The trip to Italy may be the most hilarious thing David Chase has ever written. As soon as a taxi drops them off at their hotel, Christopher points to Vesuvius and says, “I don’t care what anybody fucking says, I’m going to see that fucking mountain!” Soon thereafter, Chris meets an Italian mobster with a taste for heroine. Christopher doesn’t leave the hotel for the rest of the trip. After a multi-day bender of smack and slut, a hung-over Chris buys Adrianna something from the giftshop at the Naples airport.

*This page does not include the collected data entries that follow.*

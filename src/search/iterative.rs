//! Iterative deepening driver.
//!
//! Runs the alpha-beta core at increasing depths inside an aspiration
//! window around the previous score, re-searching with the full window on
//! failure. The wall clock is sampled between depths only; a depth in
//! flight always runs to completion, which the time manager's conservative
//! budgets account for.

use std::collections::HashSet;
use std::time::{Duration, Instant};

use chess::{ChessMove, Color, MoveGen};
use log::debug;

use super::{minimax, INFINITY, MATE_THRESHOLD};
use crate::board::Position;
use crate::tt::TranspositionTable;

/// Half-width of the aspiration window around the previous depth's score.
pub const ASPIRATION_WINDOW: i32 = 25;

/// Depth ceiling while the clock is in panic.
const PANIC_DEPTH: u32 = 4;

/// Outcome of an iterative-deepening run.
#[derive(Debug, Clone)]
pub struct SearchResult {
    pub best_move: Option<ChessMove>,
    /// Centipawns from White's perspective.
    pub score: i32,
    /// Deepest completed iteration.
    pub depth: u32,
    pub elapsed: Duration,
    /// Principal variation, legal from the root by construction.
    pub pv: Vec<ChessMove>,
}

/// Search `pos` with deepening up to `max_depth`, stopping when the budget
/// runs out or a forced mate is confirmed.
pub fn iterative_deepening(
    pos: &mut Position,
    tt: &mut TranspositionTable,
    max_depth: u32,
    time_limit: Option<Duration>,
    panic: bool,
) -> SearchResult {
    let start = Instant::now();
    let deadline = time_limit.map(|limit| start + limit);
    let expired = || deadline.is_some_and(|d| Instant::now() >= d);

    let max_depth = if panic {
        max_depth.min(PANIC_DEPTH)
    } else {
        max_depth
    };

    let mut best_move = None;
    let mut best_score = -INFINITY;
    let mut pv: Vec<ChessMove> = Vec::new();
    let mut depth_reached = 0;

    for depth in 1..=max_depth {
        if expired() {
            break;
        }

        let maximizing = pos.side_to_move() == Color::White;
        let (alpha, beta) = if depth == 1 || best_move.is_none() {
            (-INFINITY, INFINITY)
        } else {
            (
                best_score - ASPIRATION_WINDOW,
                best_score + ASPIRATION_WINDOW,
            )
        };

        let (mut score, mut mv) = minimax(pos, tt, depth, alpha, beta, maximizing, 0, &pv);
        if (score <= alpha || score >= beta) && !expired() {
            let full = minimax(pos, tt, depth, -INFINITY, INFINITY, maximizing, 0, &pv);
            score = full.0;
            mv = full.1;
        }

        best_move = mv;
        best_score = score;
        depth_reached = depth;
        pv = rebuild_pv(pos, tt, best_move, depth);

        debug!(
            "depth {depth} score {score} time {:.2}s pv {}",
            start.elapsed().as_secs_f64(),
            pv.iter()
                .map(ToString::to_string)
                .collect::<Vec<_>>()
                .join(" ")
        );

        if score.abs() > MATE_THRESHOLD {
            debug!("mate confirmed at depth {depth}");
            break;
        }
        if expired() {
            break;
        }
    }

    SearchResult {
        best_move,
        score: best_score,
        depth: depth_reached,
        elapsed: start.elapsed(),
        pv,
    }
}

/// Rebuild the principal variation by walking TT best moves from the root.
///
/// Every candidate is checked for legality in the position reached so far,
/// and a set of visited Zobrist keys guards against cycles through shared
/// slots or repetitions. Length is capped at `max(1, depth)`.
fn rebuild_pv(
    pos: &Position,
    tt: &TranspositionTable,
    first: Option<ChessMove>,
    depth: u32,
) -> Vec<ChessMove> {
    let max_len = depth.max(1) as usize;
    let mut line = Vec::new();
    let mut board = pos.board().clone();
    let mut visited = HashSet::new();
    let mut next = first;

    while let Some(mv) = next {
        if line.len() >= max_len {
            break;
        }
        if !MoveGen::new_legal(&board).any(|legal| legal == mv) {
            break;
        }
        line.push(mv);
        board = board.make_move_new(mv);
        if !visited.insert(board.get_hash()) {
            break;
        }
        next = tt.probe(board.get_hash()).and_then(|entry| entry.best_move);
    }
    line
}
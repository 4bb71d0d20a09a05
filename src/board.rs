//! Board adapter over the `chess` crate.
//!
//! Move generation, legality, attack lookups and Zobrist hashing all come
//! from the board library; this module wraps them behind the small surface
//! the search and evaluator need. The library's `Board` is copy-make, so
//! [`Position`] layers a history stack on top to provide strict make/unmake
//! pairing with exact state restoration.

use chess::{
    BitBoard, Board, BoardStatus, ChessMove, Color, File, MoveGen, Piece, Rank, Square,
    ALL_SQUARES, EMPTY,
};
use once_cell::sync::Lazy;

/// Bitboard mask for each file, index 0 = a-file.
pub static FILE_MASKS: Lazy<[BitBoard; 8]> = Lazy::new(|| {
    let mut masks = [EMPTY; 8];
    for (f, mask) in masks.iter_mut().enumerate() {
        for r in 0..8 {
            *mask |= BitBoard::set(Rank::from_index(r), File::from_index(f));
        }
    }
    masks
});

/// Mask of the files adjacent to each file.
pub static ADJACENT_FILE_MASKS: Lazy<[BitBoard; 8]> = Lazy::new(|| {
    let mut masks = [EMPTY; 8];
    for f in 0..8 {
        if f > 0 {
            masks[f] |= FILE_MASKS[f - 1];
        }
        if f < 7 {
            masks[f] |= FILE_MASKS[f + 1];
        }
    }
    masks
});

/// A game position with make/unmake support.
///
/// The search mutates the position on the way down the tree and restores it
/// on the way back up. Every `make` must be matched by exactly one `unmake`;
/// a mismatch is a fatal internal error.
#[derive(Clone, Debug)]
pub struct Position {
    current: Board,
    history: Vec<Board>,
}

impl Position {
    /// Standard starting position.
    #[must_use]
    pub fn startpos() -> Self {
        Position {
            current: Board::default(),
            history: Vec::new(),
        }
    }

    /// Parse a FEN string.
    pub fn from_fen(fen: &str) -> Result<Self, chess::Error> {
        Ok(Position {
            current: fen.parse()?,
            history: Vec::new(),
        })
    }

    /// The underlying board for read-only queries.
    #[must_use]
    pub fn board(&self) -> &Board {
        &self.current
    }

    #[must_use]
    pub fn side_to_move(&self) -> Color {
        self.current.side_to_move()
    }

    /// 64-bit Zobrist key of the current position.
    #[must_use]
    pub fn zobrist(&self) -> u64 {
        self.current.get_hash()
    }

    #[must_use]
    pub fn king_square(&self, color: Color) -> Square {
        self.current.king_square(color)
    }

    #[must_use]
    pub fn in_check(&self) -> bool {
        *self.current.checkers() != EMPTY
    }

    /// All legal moves under standard chess rules.
    #[must_use]
    pub fn legal_moves(&self) -> Vec<ChessMove> {
        MoveGen::new_legal(&self.current).collect()
    }

    /// Apply a move. Pushes the previous board onto the history stack.
    pub fn make(&mut self, mv: ChessMove) {
        let next = self.current.make_move_new(mv);
        self.history.push(std::mem::replace(&mut self.current, next));
    }

    /// Undo the most recent `make`.
    pub fn unmake(&mut self) {
        self.current = self
            .history
            .pop()
            .expect("unmake called without a matching make");
    }

    /// Whether making `mv` leaves the opponent in check. Covers discovered
    /// checks: the post-move checker set includes every attacker of the
    /// opponent king, not just the moved piece.
    #[must_use]
    pub fn gives_check(&self, mv: ChessMove) -> bool {
        gives_check(&self.current, mv)
    }

    #[must_use]
    pub fn is_checkmate(&self) -> bool {
        self.current.status() == BoardStatus::Checkmate
    }

    #[must_use]
    pub fn is_stalemate(&self) -> bool {
        self.current.status() == BoardStatus::Stalemate
    }

    #[must_use]
    pub fn insufficient_material(&self) -> bool {
        insufficient_material(&self.current)
    }

    #[must_use]
    pub fn is_game_over(&self) -> bool {
        self.current.status() != BoardStatus::Ongoing || insufficient_material(&self.current)
    }
}

impl Default for Position {
    fn default() -> Self {
        Self::startpos()
    }
}

/// Whether `mv` captures an enemy piece.
///
/// Castling never lands on an occupied square and legal moves never land on
/// a friendly piece, so an occupied destination is always a capture. The
/// remaining case is en passant: a pawn changing file onto an empty square.
#[must_use]
pub fn is_capture(board: &Board, mv: ChessMove) -> bool {
    if board.piece_on(mv.get_dest()).is_some() {
        return true;
    }
    board.piece_on(mv.get_source()) == Some(Piece::Pawn)
        && mv.get_source().get_file() != mv.get_dest().get_file()
}

/// Whether making `mv` gives check to the opponent.
#[must_use]
pub fn gives_check(board: &Board, mv: ChessMove) -> bool {
    *board.make_move_new(mv).checkers() != EMPTY
}

/// All pieces of `by` attacking `sq`.
#[must_use]
pub fn attackers_to(board: &Board, sq: Square, by: Color) -> BitBoard {
    let occupied = *board.combined();
    let us = *board.color_combined(by);
    let rooks = (*board.pieces(Piece::Rook) | *board.pieces(Piece::Queen)) & us;
    let bishops = (*board.pieces(Piece::Bishop) | *board.pieces(Piece::Queen)) & us;

    let mut attackers = chess::get_knight_moves(sq) & *board.pieces(Piece::Knight) & us;
    attackers |= chess::get_king_moves(sq) & *board.pieces(Piece::King) & us;
    attackers |= chess::get_pawn_attacks(sq, !by, *board.pieces(Piece::Pawn) & us);
    attackers |= chess::get_rook_moves(sq, occupied) & rooks;
    attackers |= chess::get_bishop_moves(sq, occupied) & bishops;
    attackers
}

/// Whether any piece of `by` attacks `sq`.
#[must_use]
pub fn is_attacked(board: &Board, sq: Square, by: Color) -> bool {
    attackers_to(board, sq, by) != EMPTY
}

/// Squares attacked by the piece on `sq`, or empty if the square is vacant.
#[must_use]
pub fn attacks_from(board: &Board, sq: Square) -> BitBoard {
    let (Some(piece), Some(color)) = (board.piece_on(sq), board.color_on(sq)) else {
        return EMPTY;
    };
    let occupied = *board.combined();
    match piece {
        Piece::Pawn => chess::get_pawn_attacks(sq, color, !EMPTY),
        Piece::Knight => chess::get_knight_moves(sq),
        Piece::Bishop => chess::get_bishop_moves(sq, occupied),
        Piece::Rook => chess::get_rook_moves(sq, occupied),
        Piece::Queen => chess::get_bishop_moves(sq, occupied) | chess::get_rook_moves(sq, occupied),
        Piece::King => chess::get_king_moves(sq),
    }
}

/// Whether the piece on `sq` is absolutely pinned to its own king.
///
/// Detected by removing the piece from the occupancy and checking for enemy
/// sliders that newly attack the king through the vacated square.
#[must_use]
pub fn is_pinned(board: &Board, sq: Square) -> bool {
    let Some(color) = board.color_on(sq) else {
        return false;
    };
    if board.piece_on(sq) == Some(Piece::King) {
        return false;
    }
    let king_sq = board.king_square(color);
    let occupied = *board.combined();
    let without = occupied ^ BitBoard::from_square(sq);
    let enemy = *board.color_combined(!color);
    let rooks = (*board.pieces(Piece::Rook) | *board.pieces(Piece::Queen)) & enemy;
    let bishops = (*board.pieces(Piece::Bishop) | *board.pieces(Piece::Queen)) & enemy;

    let before = (chess::get_rook_moves(king_sq, occupied) & rooks)
        | (chess::get_bishop_moves(king_sq, occupied) & bishops);
    let after = (chess::get_rook_moves(king_sq, without) & rooks)
        | (chess::get_bishop_moves(king_sq, without) & bishops);
    after & !before != EMPTY
}

/// Insufficient mating material: bare kings, or king plus at most one minor
/// piece per side.
#[must_use]
pub fn insufficient_material(board: &Board) -> bool {
    let pawns = board.pieces(Piece::Pawn).popcnt();
    let rooks = board.pieces(Piece::Rook).popcnt();
    let queens = board.pieces(Piece::Queen).popcnt();
    if pawns + rooks + queens > 0 {
        return false;
    }
    let minors = |color: Color| {
        ((*board.pieces(Piece::Knight) | *board.pieces(Piece::Bishop))
            & *board.color_combined(color))
        .popcnt()
    };
    minors(Color::White) <= 1 && minors(Color::Black) <= 1
}

/// Vertical reflection of a square (a1 <-> a8).
#[must_use]
pub fn mirror(sq: Square) -> Square {
    ALL_SQUARES[sq.to_index() ^ 56]
}
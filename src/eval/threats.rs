//! Threat terms: capture chains, aggression and trap patterns.
//!
//! Under forced capture, every attacked piece is a potential lever: the
//! opponent can often be compelled to start an exchange whether it helps
//! them or not. These terms price attacked material, attacking pressure and
//! fork/skewer shapes accordingly.

use chess::{BitBoard, Board, Color, File, Piece, Rank, Square, EMPTY};

use crate::board::{attacks_from, is_attacked, is_pinned, FILE_MASKS};

const CHAIN_PENALTY: i32 = 50;

const CHECK_PRESSURE: i32 = 50;
const OPEN_FILE_BONUS: i32 = 20;
const HALF_OPEN_FILE_BONUS: i32 = 10;
const KING_RING_ATTACKER_BONUS: i32 = 15;

const FORK_BONUS_PER_VICTIM: i32 = 40;
const PIN_ATTACK_BONUS: i32 = 25;
const SKEWER_BONUS: i32 = 30;
const UNDERDOG_ATTACK_BONUS: i32 = 15;
const FORK_VICTIM_THRESHOLD: i32 = 300;

/// Penalty per attacked non-king piece: full weight when undefended, a
/// third of it when a defender stands by.
#[must_use]
pub fn capture_chains(board: &Board) -> i32 {
    let mut score = 0;
    for sq in *board.combined() {
        let (Some(piece), Some(color)) = (board.piece_on(sq), board.color_on(sq)) else {
            continue;
        };
        if piece == Piece::King {
            continue;
        }
        if !is_attacked(board, sq, !color) {
            continue;
        }
        let penalty = if is_attacked(board, sq, color) {
            CHAIN_PENALTY / 3
        } else {
            CHAIN_PENALTY
        };
        score += if color == Color::White {
            -penalty
        } else {
            penalty
        };
    }
    score
}

/// Value of threatening a piece, by victim type.
fn victim_base(piece: Piece) -> i32 {
    match piece {
        Piece::Pawn => 10,
        Piece::Knight | Piece::Bishop => 30,
        Piece::Rook => 50,
        Piece::Queen => 90,
        Piece::King => 0,
    }
}

/// Exchange value used by the trap patterns.
fn trap_value(piece: Piece) -> i32 {
    match piece {
        Piece::Pawn => 100,
        Piece::Knight | Piece::Bishop => 300,
        Piece::Rook => 500,
        Piece::Queen => 900,
        Piece::King => 20_000,
    }
}

/// Attacking pressure: threats on enemy pieces (heavier when the target is
/// undefended), the check tempo, heavy pieces on open and half-open files,
/// and attackers bearing on the enemy king's ring.
#[must_use]
pub fn aggression(board: &Board) -> i32 {
    let mut score = 0;
    let all_pawns = *board.pieces(Piece::Pawn);

    for sq in *board.combined() {
        let (Some(piece), Some(color)) = (board.piece_on(sq), board.color_on(sq)) else {
            continue;
        };
        let sign = if color == Color::White { 1 } else { -1 };
        let attacks = attacks_from(board, sq);
        let targets = attacks & *board.color_combined(!color);

        for target in targets {
            let Some(victim) = board.piece_on(target) else {
                continue;
            };
            if victim == Piece::King {
                continue;
            }
            let mut bonus = victim_base(victim);
            if !is_attacked(board, target, !color) {
                bonus = bonus * 3 / 2;
            }
            score += sign * bonus;
        }

        if piece == Piece::Rook || piece == Piece::Queen {
            let file = sq.get_file().to_index();
            let pawns_on_file = (all_pawns & FILE_MASKS[file]).popcnt();
            score += sign
                * match pawns_on_file {
                    0 => OPEN_FILE_BONUS,
                    1 => HALF_OPEN_FILE_BONUS,
                    _ => 0,
                };
        }

        let enemy_king_ring = chess::get_king_moves(board.king_square(!color));
        if attacks & enemy_king_ring != EMPTY {
            score += sign * KING_RING_ATTACKER_BONUS;
        }
    }

    // The checking side gets the tempo credit.
    if *board.checkers() != EMPTY {
        score += if board.side_to_move() == Color::White {
            -CHECK_PRESSURE
        } else {
            CHECK_PRESSURE
        };
    }

    score
}

/// Trap patterns: forks on substantial material, attacks on pinned pieces,
/// slider skewers through to the enemy queen or king, and cheap pieces
/// harassing expensive ones.
#[must_use]
pub fn traps(board: &Board) -> i32 {
    let mut score = 0;
    for sq in *board.combined() {
        let (Some(piece), Some(color)) = (board.piece_on(sq), board.color_on(sq)) else {
            continue;
        };
        let sign = if color == Color::White { 1 } else { -1 };
        let targets = attacks_from(board, sq) & *board.color_combined(!color);

        let mut fork_victims = 0;
        for target in targets {
            let Some(victim) = board.piece_on(target) else {
                continue;
            };
            if trap_value(victim) >= FORK_VICTIM_THRESHOLD {
                fork_victims += 1;
            }
            if is_pinned(board, target) {
                score += sign * PIN_ATTACK_BONUS;
            }
            if victim != Piece::King && trap_value(victim) > trap_value(piece) {
                score += sign * UNDERDOG_ATTACK_BONUS;
            }
            if victim != Piece::King
                && matches!(piece, Piece::Bishop | Piece::Rook | Piece::Queen)
                && skewers_royal(board, sq, target, color)
            {
                score += sign * SKEWER_BONUS;
            }
        }

        if fork_victims >= 2
            && matches!(
                piece,
                Piece::Knight | Piece::Bishop | Piece::Rook | Piece::Queen
            )
        {
            score += sign * FORK_BONUS_PER_VICTIM * fork_victims;
        }
    }
    score
}

/// Whether the first piece behind `target` on the `attacker -> target` ray
/// is an enemy queen or king.
fn skewers_royal(board: &Board, attacker: Square, target: Square, color: Color) -> bool {
    let Some(behind) = first_piece_behind(board, attacker, target) else {
        return false;
    };
    board.color_on(behind) == Some(!color)
        && matches!(board.piece_on(behind), Some(Piece::Queen | Piece::King))
}

/// First occupied square strictly beyond `through`, continuing the ray from
/// `from`. `None` when the two squares do not share a ray or the board edge
/// is reached first.
fn first_piece_behind(board: &Board, from: Square, through: Square) -> Option<Square> {
    let file_step = (through.get_file().to_index() as i32 - from.get_file().to_index() as i32)
        .signum();
    let rank_step = (through.get_rank().to_index() as i32 - from.get_rank().to_index() as i32)
        .signum();
    if file_step == 0 && rank_step == 0 {
        return None;
    }

    let mut file = through.get_file().to_index() as i32 + file_step;
    let mut rank = through.get_rank().to_index() as i32 + rank_step;
    while (0..8).contains(&file) && (0..8).contains(&rank) {
        let sq = Square::make_square(Rank::from_index(rank as usize), File::from_index(file as usize));
        if *board.combined() & BitBoard::from_square(sq) != EMPTY {
            return Some(sq);
        }
        file += file_step;
        rank += rank_step;
    }
    None
}

#[cfg(test)]
mod tests {
    use super::*;
    use std::str::FromStr;

    #[test]
    fn undefended_attacked_piece_costs_full_chain_penalty() {
        // Black queen e7 attacks the undefended white pawn e4.
        let board = Board::from_str("4k3/4q3/8/8/4P3/8/8/K7 w - - 0 1").expect("valid fen");
        assert_eq!(capture_chains(&board), -CHAIN_PENALTY);
    }

    #[test]
    fn defended_piece_costs_a_third() {
        let board = Board::from_str("4k3/4q3/8/8/4P3/4R3/8/K7 w - - 0 1").expect("valid fen");
        // Pawn e4 is defended by the rook behind it; the rook itself is not
        // attacked (the queen's file attack stops at the pawn).
        assert_eq!(capture_chains(&board), -(CHAIN_PENALTY / 3));
    }

    #[test]
    fn check_pressure_signed_against_side_in_check() {
        // White to move, in check from the e7 rook: Black owns the tempo.
        let with_check =
            Board::from_str("4k3/4r3/8/8/8/8/8/4K3 w - - 0 1").expect("valid fen");
        let quiet = Board::from_str("4k3/r7/8/8/8/8/8/6K1 w - - 0 1").expect("valid fen");
        assert!(aggression(&with_check) < aggression(&quiet));
    }

    #[test]
    fn rooks_prefer_open_files() {
        let open = Board::from_str("4k3/8/8/8/8/8/8/R3K3 w - - 0 1").expect("valid fen");
        let closed = Board::from_str("4k3/8/8/8/8/8/P7/R3K3 w - - 0 1").expect("valid fen");
        assert!(aggression(&open) > aggression(&closed));
    }

    #[test]
    fn knight_fork_on_two_majors_scores() {
        // Knight on d5 forks the c7 rook and e7 rook.
        let board = Board::from_str("k7/2r1r3/8/3N4/8/8/8/4K3 w - - 0 1").expect("valid fen");
        assert!(traps(&board) >= 2 * FORK_BONUS_PER_VICTIM);
    }

    #[test]
    fn skewer_through_to_the_king_scores() {
        // Rook a8 attacks the d8 rook with the black king behind it on f8.
        let board = Board::from_str("R2r1k2/8/8/8/8/8/8/4K3 b - - 0 1").expect("valid fen");
        assert!(traps(&board) >= SKEWER_BONUS);
    }

    #[test]
    fn pawn_attacking_queen_is_an_underdog_threat() {
        let board = Board::from_str("4k3/8/8/3q4/4P3/8/8/4K3 b - - 0 1").expect("valid fen");
        // White pawn e4 attacks the d5 queen.
        assert!(traps(&board) >= UNDERDOG_ATTACK_BONUS);
    }
}
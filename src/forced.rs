//! The forced-capture rule.
//!
//! In this variant the side to move must capture whenever at least one
//! capture is legal. Every move enumeration in the engine goes through
//! [`forced_legal_moves`] so the rule holds at every node of the search.

use chess::{Board, ChessMove, MoveGen};

use crate::board::is_capture;

/// Legal moves under the forced-capture rule: the captures from the legal
/// move list if any exist, otherwise the full list. Order within each class
/// is the generator's order.
#[must_use]
pub fn forced_legal_moves(board: &Board) -> Vec<ChessMove> {
    let all: Vec<ChessMove> = MoveGen::new_legal(board).collect();
    let captures: Vec<ChessMove> = all
        .iter()
        .copied()
        .filter(|mv| is_capture(board, *mv))
        .collect();
    if captures.is_empty() {
        all
    } else {
        captures
    }
}
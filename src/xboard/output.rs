//! xboard protocol output formatting.
//!
//! Moves cross the boundary in coordinate notation (`e2e4`, `e7e8q`),
//! which is what `ChessMove`'s `Display` produces.

use chess::ChessMove;

/// Feature lines sent in response to `protover`, terminated by `done=1`.
#[must_use]
pub fn feature_lines() -> Vec<String> {
    vec![
        "feature ping=1 setboard=1 colors=0 usermove=1".to_string(),
        "feature done=1".to_string(),
    ]
}

/// Announce the engine's move.
#[must_use]
pub fn format_move(mv: &ChessMove) -> String {
    format!("move {mv}")
}

#[must_use]
pub fn format_pong(n: u32) -> String {
    format!("pong {n}")
}

/// Response to an incoming draw offer.
#[must_use]
pub fn decline() -> String {
    "decline".to_string()
}

/// Outgoing draw offer.
#[must_use]
pub fn offer_draw() -> String {
    "draw".to_string()
}

#[cfg(test)]
mod tests {
    use super::*;
    use chess::Square;

    #[test]
    fn features_end_with_done() {
        let lines = feature_lines();
        assert!(lines[0].contains("setboard=1"));
        assert!(lines[0].contains("usermove=1"));
        assert_eq!(lines.last().map(String::as_str), Some("feature done=1"));
    }

    #[test]
    fn move_uses_coordinate_notation() {
        let mv = ChessMove::new(Square::E2, Square::E4, None);
        assert_eq!(format_move(&mv), "move e2e4");
        let promo = ChessMove::new(Square::E7, Square::E8, Some(chess::Piece::Queen));
        assert_eq!(format_move(&promo), "move e7e8q");
    }

    #[test]
    fn pong_echoes_the_number() {
        assert_eq!(format_pong(7), "pong 7");
    }
}
//! Piece values and piece-square tables.
//!
//! Material values are tuned for the forced-capture variant: pawns and
//! rooks gain weight toward the endgame (they win forced exchange races),
//! knights lose it. White indexes tables by the square directly; Black by
//! its vertical mirror.

use chess::Piece;

/// Middlegame material values, indexed by [`table_index`].
pub const BASE_VALUES: [i32; 6] = [120, 270, 315, 550, 1000, 0];

/// Endgame material values.
pub const ENDGAME_VALUES: [i32; 6] = [160, 220, 360, 620, 900, 0];

/// Dense index for per-piece tables: P, N, B, R, Q, K.
#[must_use]
pub fn table_index(piece: Piece) -> usize {
    match piece {
        Piece::Pawn => 0,
        Piece::Knight => 1,
        Piece::Bishop => 2,
        Piece::Rook => 3,
        Piece::Queen => 4,
        Piece::King => 5,
    }
}

#[must_use]
pub fn base_value(piece: Piece) -> i32 {
    BASE_VALUES[table_index(piece)]
}

#[must_use]
pub fn endgame_value(piece: Piece) -> i32 {
    ENDGAME_VALUES[table_index(piece)]
}

#[rustfmt::skip]
pub const PAWN_PST: [i32; 64] = [
     0,  0,  0,  0,  0,  0,  0,  0,
    50, 50, 50, 50, 50, 50, 50, 50,
    10, 10, 20, 30, 30, 20, 10, 10,
     5,  5, 10, 25, 25, 10,  5,  5,
     0,  0,  0, 20, 20,  0,  0,  0,
     5, -5,-10,  0,  0,-10, -5,  5,
     5, 10, 10,-20,-20, 10, 10,  5,
     0,  0,  0,  0,  0,  0,  0,  0,
];

#[rustfmt::skip]
pub const KNIGHT_PST: [i32; 64] = [
   -50,-40,-30,-30,-30,-30,-40,-50,
   -40,-20,  0,  0,  0,  0,-20,-40,
   -30,  0, 10, 15, 15, 10,  0,-30,
   -30,  5, 15, 20, 20, 15,  5,-30,
   -30,  0, 15, 20, 20, 15,  0,-30,
   -30,  5, 10, 15, 15, 10,  5,-30,
   -40,-20,  0,  5,  5,  0,-20,-40,
   -50,-40,-30,-30,-30,-30,-40,-50,
];

#[rustfmt::skip]
pub const BISHOP_PST: [i32; 64] = [
   -20,-10,-10,-10,-10,-10,-10,-20,
   -10,  0,  0,  0,  0,  0,  0,-10,
   -10,  0,  5, 10, 10,  5,  0,-10,
   -10,  5,  5, 10, 10,  5,  5,-10,
   -10,  0, 10, 10, 10, 10,  0,-10,
   -10, 10, 10, 10, 10, 10, 10,-10,
   -10,  5,  0,  0,  0,  0,  5,-10,
   -20,-10,-10,-10,-10,-10,-10,-20,
];

#[rustfmt::skip]
pub const ROOK_PST: [i32; 64] = [
     0,  0,  0,  0,  0,  0,  0,  0,
     5, 10, 10, 10, 10, 10, 10,  5,
    -5,  0,  0,  0,  0,  0,  0, -5,
    -5,  0,  0,  0,  0,  0,  0, -5,
    -5,  0,  0,  0,  0,  0,  0, -5,
    -5,  0,  0,  0,  0,  0,  0, -5,
    -5,  0,  0,  0,  0,  0,  0, -5,
     0,  0,  0,  5,  5,  0,  0,  0,
];

#[rustfmt::skip]
pub const QUEEN_PST: [i32; 64] = [
   -20,-10,-10, -5, -5,-10,-10,-20,
   -10,  0,  0,  0,  0,  0,  0,-10,
   -10,  0,  5,  5,  5,  5,  0,-10,
    -5,  0,  5,  5,  5,  5,  0, -5,
     0,  0,  5,  5,  5,  5,  0, -5,
   -10,  5,  5,  5,  5,  5,  0,-10,
   -10,  0,  5,  0,  0,  0,  0,-10,
   -20,-10,-10, -5, -5,-10,-10,-20,
];

#[rustfmt::skip]
pub const KING_MIDDLE_PST: [i32; 64] = [
   -30,-40,-40,-50,-50,-40,-40,-30,
   -30,-40,-40,-50,-50,-40,-40,-30,
   -30,-40,-40,-50,-50,-40,-40,-30,
   -30,-40,-40,-50,-50,-40,-40,-30,
   -20,-30,-30,-40,-40,-30,-30,-20,
   -10,-20,-20,-20,-20,-20,-20,-10,
    20, 20,  0,  0,  0,  0, 20, 20,
    20, 30, 10,  0,  0, 10, 30, 20,
];

#[rustfmt::skip]
pub const KING_ENDGAME_PST: [i32; 64] = [
   -50,-40,-30,-30,-30,-30,-40,-50,
   -40,-20,  0,  0,  0,  0,-20,-40,
   -30,  0, 10, 15, 15, 10,  0,-30,
   -30,  0, 15, 20, 20, 15,  0,-30,
   -30,  0, 15, 20, 20, 15,  0,-30,
   -30,  0, 10, 15, 15, 10,  0,-30,
   -40,-20,  0,  0,  0,  0,-20,-40,
   -50,-40,-30,-30,-30,-30,-40,-50,
];

/// Middlegame piece-square table for a non-king piece.
#[must_use]
pub fn middle_pst(piece: Piece) -> &'static [i32; 64] {
    match piece {
        Piece::Pawn => &PAWN_PST,
        Piece::Knight => &KNIGHT_PST,
        Piece::Bishop => &BISHOP_PST,
        Piece::Rook => &ROOK_PST,
        Piece::Queen => &QUEEN_PST,
        Piece::King => &KING_MIDDLE_PST,
    }
}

Paulie steals the show. While talking up his desire to experience the authentic Italy, he quickly finds the old country is, well, just not new enough. Upon being served fettuccine with squid-ink sauce, he asks if they have any “macaroni and gravy.” Later in the meal he goes to the water closet. The stall is small and missing a toilet seat. He decides better of it. After the meal, he asks Tony to return to the hotel so he can go to the bathroom.
While exploring the streets of Naples the next day, he greets everyone with an enthusiastic “Commendatori!” An elderly man at the waterfront asks, “American?” Paulie says yes, and the man curses him out in Italian for the incident when a U.S. marine plane hit a cable-car at an Italian ski resort. Paulie, not knowing Italian, smiles and keeps walking. And when a local prostitute shows Paulie disinterested service, he asks, “Haven’t you heard of the saying the customer’s always right?”
Tony’s plot is more serious: he meets and flirts with the female mob boss who runs the Naples family because her father-in-law is senile and her husband is in jail. They have some interesting conversations about gender and power but the actress who plays the boss is just a little too beautiful and glamorous to be believable.
This episode demonstrates what appears to be the main purpose of the tangent episodes: comic relief. They’re like the drunken clowns in Shakespeare’s plays who seem so out of place to modern eyes. It’s Chase’s concession to the rabble. (Or maybe he’s just lazy and undisciplined. Or maybe, like Shakespeare, it will take 400 years and 200 dissertations to determine that Chris’s encounter with Massive Genius in Season 1 was the most brilliant thing Chase ever wrote.)